= Task =
All of the data that follows should be output again without any alteration.

(Stored data entries)

****

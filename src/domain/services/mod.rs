// Pure domain services (no I/O) shared by the admin UI and the server

pub mod dashboard;
pub mod list_editing;
pub mod validation;

pub use dashboard::{DashboardSummary, RECENT_SUBMISSIONS};
pub use list_editing::{next_display_order, upsert_item};
pub use validation::{is_valid_email, is_valid_url, validate_portfolio_item, validate_service, ContactFormInput};
//! Naya Code site - Main Entry Point
//!
//! Serves the Dioxus fullstack app with the REST API merged into its router.
//! Uses dioxus::serve() pattern for dx serve compatibility.

use naya_site::app::App;

// Server entry point - NO #[tokio::main], dioxus::serve() creates its own runtime
#[cfg(feature = "server")]
fn main() {
    use naya_site::config::AppConfig;
    use naya_site::handlers::api_router;
    use naya_site::infrastructure::init_runtime;

    // Initialize tracing BEFORE dioxus::serve
    tracing_subscriber::fmt()
        .with_env_filter(
            tracing_subscriber::EnvFilter::from_default_env()
                .add_directive(tracing::Level::INFO.into()),
        )
        .init();

    tracing::info!("Starting Naya Code site...");

    dioxus::serve(|| async move {
        let config = match AppConfig::from_env() {
            Ok(config) => config,
            Err(e) => {
                tracing::warn!("Invalid configuration ({}), using defaults", e);
                AppConfig::default()
            }
        };

        // Server functions and the REST API share this runtime
        let runtime = init_runtime(&config).await;

        Ok(dioxus::server::router(App).merge(api_router(runtime)))
    });
}

// WASM entry point (browser) - no server feature
#[cfg(all(not(feature = "server"), target_arch = "wasm32"))]
fn main() {
    web_sys::console::log_1(&"[WASM] Naya Code site - WASM initialized!".into());
    dioxus::launch(App);
}

// Native client (desktop) - no server feature, not WASM
#[cfg(all(not(feature = "server"), not(target_arch = "wasm32")))]
fn main() {
    dioxus::launch(App);
}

****

= Result of this task =
filename src/domain/services/mod.rs
// Pure domain services (no I/O) shared by the admin UI and the server

pub mod dashboard;
pub mod list_editing;
pub mod validation;

pub use dashboard::{DashboardSummary, RECENT_SUBMISSIONS};
pub use list_editing::{next_display_order, upsert_item};
pub use validation::{is_valid_email, is_valid_url, validate_portfolio_item, validate_service, ContactFormInput};
//! Naya Code site - Main Entry Point
//!
//! Serves the Dioxus fullstack app with the REST API merged into its router.
//! Uses dioxus::serve() pattern for dx serve compatibility.

use naya_site::app::App;

// Server entry point - NO #[tokio::main], dioxus::serve() creates its own runtime
#[cfg(feature = "server")]
fn main() {
    use naya_site::config::AppConfig;
    use naya_site::handlers::api_router;
    use naya_site::infrastructure::init_runtime;

    // Initialize tracing BEFORE dioxus::serve
    tracing_subscriber::fmt()
        .with_env_filter(
            tracing_subscriber::EnvFilter::from_default_env()
                .add_directive(tracing::Level::INFO.into()),
        )
        .init();

    tracing::info!("Starting Naya Code site...");

    dioxus::serve(|| async move {
        let config = match AppConfig::from_env() {
            Ok(config) => config,
            Err(e) => {
                tracing::warn!("Invalid configuration ({}), using defaults", e);
                AppConfig::default()
            }
        };

        // Server functions and the REST API share this runtime
        let runtime = init_runtime(&config).await;

        Ok(dioxus::server::router(App).merge(api_router(runtime)))
    });
}

// WASM entry point (browser) - no server feature
#[cfg(all(not(feature = "server"), target_arch = "wasm32"))]
fn main() {
    web_sys::console::log_1(&"[WASM] Naya Code site - WASM initialized!".into());
    dioxus::launch(App);
}

// Native client (desktop) - no server feature, not WASM
#[cfg(all(not(feature = "server"), not(target_arch = "wasm32")))]
fn main() {
    dioxus::launch(App);
}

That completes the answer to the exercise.